_Dataset entries_:
•••

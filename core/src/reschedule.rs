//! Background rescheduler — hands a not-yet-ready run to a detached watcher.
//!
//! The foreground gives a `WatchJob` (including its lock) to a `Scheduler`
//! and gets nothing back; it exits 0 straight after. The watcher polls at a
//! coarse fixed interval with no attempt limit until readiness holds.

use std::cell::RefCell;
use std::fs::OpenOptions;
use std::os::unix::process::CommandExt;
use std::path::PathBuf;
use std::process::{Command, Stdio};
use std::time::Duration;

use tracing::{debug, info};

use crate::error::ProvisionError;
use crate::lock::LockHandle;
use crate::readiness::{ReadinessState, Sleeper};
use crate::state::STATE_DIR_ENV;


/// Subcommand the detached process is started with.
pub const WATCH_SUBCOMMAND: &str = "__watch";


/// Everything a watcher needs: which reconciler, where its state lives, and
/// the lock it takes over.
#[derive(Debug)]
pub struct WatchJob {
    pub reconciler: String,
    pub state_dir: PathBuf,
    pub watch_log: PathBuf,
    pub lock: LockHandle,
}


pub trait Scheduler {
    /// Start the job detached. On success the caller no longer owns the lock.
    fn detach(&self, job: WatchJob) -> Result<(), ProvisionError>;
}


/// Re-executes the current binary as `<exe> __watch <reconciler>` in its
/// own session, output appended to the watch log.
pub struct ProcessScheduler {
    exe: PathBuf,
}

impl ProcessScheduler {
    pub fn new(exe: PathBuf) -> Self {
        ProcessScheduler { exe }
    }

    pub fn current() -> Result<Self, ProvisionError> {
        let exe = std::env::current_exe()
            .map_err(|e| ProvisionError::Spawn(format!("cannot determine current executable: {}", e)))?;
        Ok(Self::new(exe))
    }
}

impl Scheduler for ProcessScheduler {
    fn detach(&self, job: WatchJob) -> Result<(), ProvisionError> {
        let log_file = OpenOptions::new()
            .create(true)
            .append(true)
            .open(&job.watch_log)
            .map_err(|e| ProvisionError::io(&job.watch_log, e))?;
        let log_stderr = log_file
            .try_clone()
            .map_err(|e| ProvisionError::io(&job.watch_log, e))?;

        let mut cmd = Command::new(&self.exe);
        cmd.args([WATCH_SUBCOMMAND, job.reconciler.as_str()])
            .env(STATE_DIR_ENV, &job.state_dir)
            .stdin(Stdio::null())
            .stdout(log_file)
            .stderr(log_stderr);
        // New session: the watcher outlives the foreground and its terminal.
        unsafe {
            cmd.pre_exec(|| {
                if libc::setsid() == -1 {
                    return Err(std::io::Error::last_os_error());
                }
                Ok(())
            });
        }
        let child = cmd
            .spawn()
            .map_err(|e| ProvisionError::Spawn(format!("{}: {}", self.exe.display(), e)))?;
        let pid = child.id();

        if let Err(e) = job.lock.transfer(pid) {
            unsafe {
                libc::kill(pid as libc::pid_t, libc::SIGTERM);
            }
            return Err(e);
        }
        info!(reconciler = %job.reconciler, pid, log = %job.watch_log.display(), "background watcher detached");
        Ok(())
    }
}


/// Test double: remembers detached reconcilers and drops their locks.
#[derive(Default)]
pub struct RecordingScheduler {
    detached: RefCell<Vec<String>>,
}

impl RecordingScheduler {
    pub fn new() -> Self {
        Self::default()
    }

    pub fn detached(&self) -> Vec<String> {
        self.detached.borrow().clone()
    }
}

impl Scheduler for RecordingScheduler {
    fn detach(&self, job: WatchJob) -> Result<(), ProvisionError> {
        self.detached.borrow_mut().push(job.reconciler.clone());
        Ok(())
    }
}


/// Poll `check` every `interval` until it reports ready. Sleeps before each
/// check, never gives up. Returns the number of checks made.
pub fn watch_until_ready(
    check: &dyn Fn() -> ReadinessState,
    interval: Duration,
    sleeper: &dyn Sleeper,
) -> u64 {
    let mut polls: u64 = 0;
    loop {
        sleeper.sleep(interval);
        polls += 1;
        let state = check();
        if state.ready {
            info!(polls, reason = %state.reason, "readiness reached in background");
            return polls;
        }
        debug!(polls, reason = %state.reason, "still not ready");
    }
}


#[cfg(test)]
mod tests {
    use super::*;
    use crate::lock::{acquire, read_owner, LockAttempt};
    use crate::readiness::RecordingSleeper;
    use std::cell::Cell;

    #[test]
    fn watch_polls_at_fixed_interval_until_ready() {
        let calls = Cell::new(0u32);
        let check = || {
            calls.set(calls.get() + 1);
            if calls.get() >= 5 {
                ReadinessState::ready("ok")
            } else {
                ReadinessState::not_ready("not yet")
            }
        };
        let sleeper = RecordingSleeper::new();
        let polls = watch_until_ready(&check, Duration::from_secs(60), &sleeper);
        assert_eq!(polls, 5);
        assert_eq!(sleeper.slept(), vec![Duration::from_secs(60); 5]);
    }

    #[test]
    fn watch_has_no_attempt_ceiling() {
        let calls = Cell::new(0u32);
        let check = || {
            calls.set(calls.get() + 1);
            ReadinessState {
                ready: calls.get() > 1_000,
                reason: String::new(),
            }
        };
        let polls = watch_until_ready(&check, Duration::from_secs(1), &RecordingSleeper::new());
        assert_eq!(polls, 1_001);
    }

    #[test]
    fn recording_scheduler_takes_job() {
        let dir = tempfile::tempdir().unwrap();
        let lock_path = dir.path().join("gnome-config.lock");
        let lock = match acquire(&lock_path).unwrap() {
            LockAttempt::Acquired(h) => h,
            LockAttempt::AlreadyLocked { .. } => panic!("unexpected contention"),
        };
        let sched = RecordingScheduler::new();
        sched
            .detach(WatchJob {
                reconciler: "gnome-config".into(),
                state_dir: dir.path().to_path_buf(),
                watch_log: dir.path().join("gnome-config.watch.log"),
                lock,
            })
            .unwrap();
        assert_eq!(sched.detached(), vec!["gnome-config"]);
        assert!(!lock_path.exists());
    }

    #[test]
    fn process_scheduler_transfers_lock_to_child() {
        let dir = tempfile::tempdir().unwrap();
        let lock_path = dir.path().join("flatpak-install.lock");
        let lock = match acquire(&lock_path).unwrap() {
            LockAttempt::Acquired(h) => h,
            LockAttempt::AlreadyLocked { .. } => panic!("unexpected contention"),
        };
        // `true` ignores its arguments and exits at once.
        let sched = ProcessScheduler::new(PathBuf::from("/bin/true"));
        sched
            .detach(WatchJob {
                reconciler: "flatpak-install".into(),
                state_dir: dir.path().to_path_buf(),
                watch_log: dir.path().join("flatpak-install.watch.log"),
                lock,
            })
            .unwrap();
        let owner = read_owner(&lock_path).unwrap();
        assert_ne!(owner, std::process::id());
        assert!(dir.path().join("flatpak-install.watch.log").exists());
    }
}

•••

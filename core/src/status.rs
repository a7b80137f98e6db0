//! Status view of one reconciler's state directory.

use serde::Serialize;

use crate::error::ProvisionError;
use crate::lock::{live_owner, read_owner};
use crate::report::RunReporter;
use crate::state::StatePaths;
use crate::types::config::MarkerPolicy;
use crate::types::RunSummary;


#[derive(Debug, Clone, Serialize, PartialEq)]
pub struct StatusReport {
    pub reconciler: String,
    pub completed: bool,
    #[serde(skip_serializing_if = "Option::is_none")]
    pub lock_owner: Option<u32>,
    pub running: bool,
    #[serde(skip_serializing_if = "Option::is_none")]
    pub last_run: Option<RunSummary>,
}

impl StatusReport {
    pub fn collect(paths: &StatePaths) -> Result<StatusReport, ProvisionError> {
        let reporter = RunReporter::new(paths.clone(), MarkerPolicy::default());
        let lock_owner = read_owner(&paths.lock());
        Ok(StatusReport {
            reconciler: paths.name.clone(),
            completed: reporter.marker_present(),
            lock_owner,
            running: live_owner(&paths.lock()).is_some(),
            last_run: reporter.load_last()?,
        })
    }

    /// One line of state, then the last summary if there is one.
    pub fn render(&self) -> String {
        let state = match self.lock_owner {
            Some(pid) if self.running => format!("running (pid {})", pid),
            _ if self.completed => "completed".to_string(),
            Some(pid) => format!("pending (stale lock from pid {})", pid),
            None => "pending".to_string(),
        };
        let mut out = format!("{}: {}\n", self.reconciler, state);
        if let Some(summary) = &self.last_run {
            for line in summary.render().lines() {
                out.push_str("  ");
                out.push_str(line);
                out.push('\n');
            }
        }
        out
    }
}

•••

Filter the entries above and return only the lines holding "RefCell".

use std::cell::RefCell;
    detached: RefCell<Vec<String>>,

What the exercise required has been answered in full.